Israel livid as Brazil’s Lula says Israel like ‘Hitler,’ committing genocide in Gaza
Netanyahu says left-wing leader ‘crossed a red line,’ Foreign Minister Katz blasts ‘shameful’ comments; Brazilian ambassador to be summoned for reprimand
Brazilian President Luiz Inacio Lula da Silva on Sunday compared Israel’s war with Hamas in Gaza to the Holocaust, saying Israel was committing “genocide” against Palestinian civilians in the Strip and saying the only historical equivalent was “when Hitler decided to kill the Jews.”
“What’s happening in the Gaza Strip isn’t a war, it’s a genocide,” Lula told reporters in Addis Ababa, where he was attending an African Union summit.
“It’s not a war of soldiers against soldiers. It’s a war between a highly prepared army and women and children,” the veteran leftist politician said falsely.
Lula went on to assert that “what is happening in the Gaza Strip with the Palestinian people hasn’t happened at any other moment in history” except one: “When Hitler decided to kill the Jews.”
Israel is fighting a heavily armed terror group in the enclave in response to the deadliest attack on its population in its history. It says civilian casualties are the result of combatants operating from behind the cover of innocents. It has stressed it makes efforts to minimize the deaths of Gazan civilians, including through evacuations of combat zones. Hamas’s unverified figures point to around 28,000 Gazans killed in the war, or slightly over 1% of the Strip’s total estimated population. Israel says at least 10,000 of those were terror operatives.

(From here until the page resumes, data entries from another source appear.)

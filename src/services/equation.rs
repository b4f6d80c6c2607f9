//! Deterministic transition conditions over dynamic variables.
//!
//! Grammar: clauses joined by `&&` and `||` (`&&` binds tighter). A clause is
//! `name OP value` with OP one of `== != >= <= > <` (a single `=` is accepted
//! as `==`), a bare `name` (truthiness), `!name`, or `exists(name)`. The value
//! is a literal (number, boolean, `null`, quoted or bare string) or the name of
//! another variable. Comparisons are numeric when both sides are numbers and
//! textual otherwise.

use std::cmp::Ordering;
use std::collections::HashMap;

use serde_json::Value;

use crate::domain::errors::{DomainError, DomainResult};

#[derive(Clone, Copy, Debug, PartialEq, Eq)]
enum Operator {
    Eq,
    Ne,
    Gt,
    Ge,
    Lt,
    Le,
}

// Longest operators first so `>=` is not read as `>`.
const OPERATORS: [(&str, Operator); 7] = [
    ("==", Operator::Eq),
    ("!=", Operator::Ne),
    (">=", Operator::Ge),
    ("<=", Operator::Le),
    (">", Operator::Gt),
    ("<", Operator::Lt),
    ("=", Operator::Eq),
];

#[derive(Clone, Debug, PartialEq)]
enum Clause {
    Truthy { name: String, negated: bool },
    Exists(String),
    Compare { name: String, operator: Operator, operand: String },
}

/// A parsed equation: a disjunction of conjunctions of clauses.
#[derive(Clone, Debug, PartialEq)]
pub struct Equation {
    any_of: Vec<Vec<Clause>>,
}

impl Equation {
    /// Parse an expression. Fails on empty clauses, unterminated strings and
    /// malformed variable names.
    pub fn parse(expression: &str) -> DomainResult<Self> {
        let invalid = |reason: String| DomainError::InvalidEquation {
            expression: expression.to_string(),
            reason,
        };

        if expression.trim().is_empty() {
            return Err(invalid("expression is empty".to_string()));
        }

        let mut any_of = Vec::new();
        for disjunct in split_outside_quotes(expression, "||").map_err(&invalid)? {
            let mut all_of = Vec::new();
            for raw in split_outside_quotes(disjunct, "&&").map_err(&invalid)? {
                let raw = raw.trim();
                if raw.is_empty() {
                    return Err(invalid("empty clause".to_string()));
                }
                all_of.push(parse_clause(raw).map_err(&invalid)?);
            }
            any_of.push(all_of);
        }
        Ok(Self { any_of })
    }

    /// True if any `||` branch has every clause holding. A missing variable is
    /// falsy and only satisfies `!=`.
    pub fn evaluate(&self, variables: &HashMap<String, Value>) -> bool {
        self.any_of
            .iter()
            .any(|all_of| all_of.iter().all(|clause| clause_holds(clause, variables)))
    }
}

/// Parse and evaluate in one step.
pub fn evaluate(expression: &str, variables: &HashMap<String, Value>) -> DomainResult<bool> {
    Ok(Equation::parse(expression)?.evaluate(variables))
}

fn split_outside_quotes<'a>(text: &'a str, separator: &str) -> Result<Vec<&'a str>, String> {
    let mut parts = Vec::new();
    let mut quote: Option<char> = None;
    let mut start = 0;
    let mut iter = text.char_indices();

    while let Some((idx, ch)) = iter.next() {
        match quote {
            Some(q) if ch == q => quote = None,
            Some(_) => {}
            None if ch == '"' || ch == '\'' => quote = Some(ch),
            None if text[idx..].starts_with(separator) => {
                parts.push(&text[start..idx]);
                start = idx + separator.len();
                for _ in 1..separator.len() {
                    iter.next();
                }
            }
            None => {}
        }
    }

    if quote.is_some() {
        return Err("unterminated string literal".to_string());
    }
    parts.push(&text[start..]);
    Ok(parts)
}

fn parse_clause(raw: &str) -> Result<Clause, String> {
    if let Some(inner) = raw
        .strip_prefix("exists(")
        .and_then(|rest| rest.strip_suffix(')'))
    {
        let name = inner.trim();
        check_name(name)?;
        return Ok(Clause::Exists(name.to_string()));
    }

    if let Some((idx, op_text, operator)) = find_operator(raw) {
        let name = raw[..idx].trim();
        let operand = raw[idx + op_text.len()..].trim();
        check_name(name)?;
        if operand.is_empty() {
            return Err(format!("clause '{raw}' has no right-hand value"));
        }
        return Ok(Clause::Compare {
            name: name.to_string(),
            operator,
            operand: operand.to_string(),
        });
    }

    let (name, negated) = match raw.strip_prefix('!') {
        Some(rest) => (rest.trim(), true),
        None => (raw, false),
    };
    check_name(name)?;
    Ok(Clause::Truthy {
        name: name.to_string(),
        negated,
    })
}

/// Leftmost operator occurrence outside quotes.
fn find_operator(raw: &str) -> Option<(usize, &'static str, Operator)> {
    let mut quote: Option<char> = None;
    for (idx, ch) in raw.char_indices() {
        match quote {
            Some(q) if ch == q => quote = None,
            Some(_) => {}
            None if ch == '"' || ch == '\'' => quote = Some(ch),
            None => {
                for (text, operator) in OPERATORS {
                    if raw[idx..].starts_with(text) {
                        return Some((idx, text, operator));
                    }
                }
            }
        }
    }
    None
}

fn check_name(name: &str) -> Result<(), String> {
    let mut chars = name.chars();
    match chars.next() {
        Some(first) if first.is_ascii_alphabetic() || first == '_' => {}
        Some(_) => return Err(format!("'{name}' is not a variable name")),
        None => return Err("clause has an empty variable name".to_string()),
    }
    if chars.all(|ch| ch.is_ascii_alphanumeric() || ch == '_' || ch == '.') {
        Ok(())
    } else {
        Err(format!("'{name}' is not a variable name"))
    }
}

fn clause_holds(clause: &Clause, variables: &HashMap<String, Value>) -> bool {
    match clause {
        Clause::Exists(name) => variables.get(name).is_some_and(|v| !v.is_null()),
        Clause::Truthy { name, negated } => is_truthy(variables.get(name)) != *negated,
        Clause::Compare { name, operator, operand } => {
            let right = resolve_operand(operand, variables);
            let Some(left) = variables.get(name) else {
                return *operator == Operator::Ne;
            };
            let ordering = compare(left, &right);
            match operator {
                Operator::Eq => ordering == Some(Ordering::Equal),
                Operator::Ne => ordering != Some(Ordering::Equal),
                Operator::Gt => ordering == Some(Ordering::Greater),
                Operator::Ge => matches!(ordering, Some(Ordering::Greater | Ordering::Equal)),
                Operator::Lt => ordering == Some(Ordering::Less),
                Operator::Le => matches!(ordering, Some(Ordering::Less | Ordering::Equal)),
            }
        }
    }
}

fn resolve_operand(raw: &str, variables: &HashMap<String, Value>) -> Value {
    for quote in ['"', '\''] {
        if let Some(inner) = raw.strip_prefix(quote).and_then(|r| r.strip_suffix(quote)) {
            return Value::String(inner.to_string());
        }
    }
    if raw.eq_ignore_ascii_case("true") {
        return Value::Bool(true);
    }
    if raw.eq_ignore_ascii_case("false") {
        return Value::Bool(false);
    }
    if raw.eq_ignore_ascii_case("null") {
        return Value::Null;
    }
    if let Ok(integer) = raw.parse::<i64>() {
        return Value::Number(integer.into());
    }
    if let Some(number) = raw.parse::<f64>().ok().and_then(serde_json::Number::from_f64) {
        return Value::Number(number);
    }
    if let Some(value) = variables.get(raw) {
        return value.clone();
    }
    Value::String(raw.to_string())
}

fn as_number(value: &Value) -> Option<f64> {
    match value {
        Value::Number(n) => n.as_f64(),
        Value::String(s) => s.trim().parse::<f64>().ok(),
        _ => None,
    }
}

fn as_text(value: &Value) -> String {
    match value {
        Value::String(s) => s.clone(),
        other => other.to_string(),
    }
}

fn compare(left: &Value, right: &Value) -> Option<Ordering> {
    if let (Some(l), Some(r)) = (as_number(left), as_number(right)) {
        return l.partial_cmp(&r);
    }
    Some(as_text(left).cmp(&as_text(right)))
}

fn is_truthy(value: Option<&Value>) -> bool {
    match value {
        None | Some(Value::Null) => false,
        Some(Value::Bool(inner)) => *inner,
        Some(Value::Number(n)) => n.as_f64().is_some_and(|f| f != 0.0),
        Some(Value::String(s)) => {
            let s = s.trim();
            !(s.is_empty() || s.eq_ignore_ascii_case("false") || s == "0")
        }
        Some(Value::Array(inner)) => !inner.is_empty(),
        Some(Value::Object(inner)) => !inner.is_empty(),
    }
}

Israel has said the war would end if Hamas were to release the hostages and surrender.
During the Holocaust, the Nazis, led by Adolf Hitler, systematically hunted down the Jewish population of Europe based on a racist ideology, deprived them of all rights, rounded them up in ghettos and camps and exterminated them, annihilating some two-thirds of the continent’s Jews.
Israel responded with outrage to Lula’s comments, calling them “shameful” and saying the country’s ambassador would be summoned for a “stern reprimand.”
Prime Minister Benjamin Netanyahu said the Brazilian leader had “crossed a red line.”
“The words of the President of Brazil are shameful and alarming,” said Netanyahu in a statement. “This is a trivialization of the Holocaust and an attempt to harm the Jewish people and Israel’s right to defend itself.”
“Israel is fighting for its defense and securing its future until complete victory and it does so while upholding international law,” he continued.
Foreign Minister Israel Katz called the comments “shameful and grave.”
“No one will harm Israel’s right to defend itself.”
Dani Dayan, the chairman of Yad Vashem, said the comments represented blatant antisemitism and were “an outrageous combination of hatred and ignorance.”
“Comparing a country fighting against a murderous terror organization to the actions of the Nazis in the Holocaust is worthy of all condemnation,” he added. “It is sad that the president of Brazil has stooped to such a level of extreme distortion of the Holocaust.”
The Jewish state’s war with Hamas broke out on October 7 after the organization’s terrorists launched an unprecedented attack on Israel’s south, murdering some 1,200 people, mostly civilians, and kidnapping 253 amid acts of brutality inclusing sexual violence.
It is believed that 134 hostages are being held in Gaza — not all of them alive — after 105 civilians were released from Hamas captivity during a weeklong truce in late November, and four hostages were released prior to that. Three hostages have been rescued by troops alive, and the bodies of 11 hostages have also been recovered, including three mistakenly killed by the military. The number of hostages includes two civilians and two fallen soldiers who have been held by Hamas for nearly a decade.
Israel declared war on Hamas with the proclaimed objectives of dismantling the terrorist organization and getting the hostages back.
Opposition leader Yair Lapid said Lula’s comments “show ignorance and antisemitism” and that Israel was “broken-hearted and shocked by the massacre of its citizens” on October 7.
“I wonder what Lula would have said if a terrorist organization had harmed Brazil that way,” he added. “Shame.”
Last month, the International Court of Justice held a hearing in the Hague after South Africa filed an application accusing Israel of genocide in Gaza and demanded the court order Israel to stop the fighting.
The case is expected to last years. The court refused South Africa’s request to take immediate measures to order Israel to halt its campaign, but said there was “plausibility” to Pretoria’s claim that Israel was in breach of certain elements of the Genocide Convention amid the war and said Jerusalem must make efforts to prevent harm to civilians.
Israel’s former Supreme Court president Aharon Barak, who served on the panel as Israel’s representative, argued that ruling was based on “scant evidence.”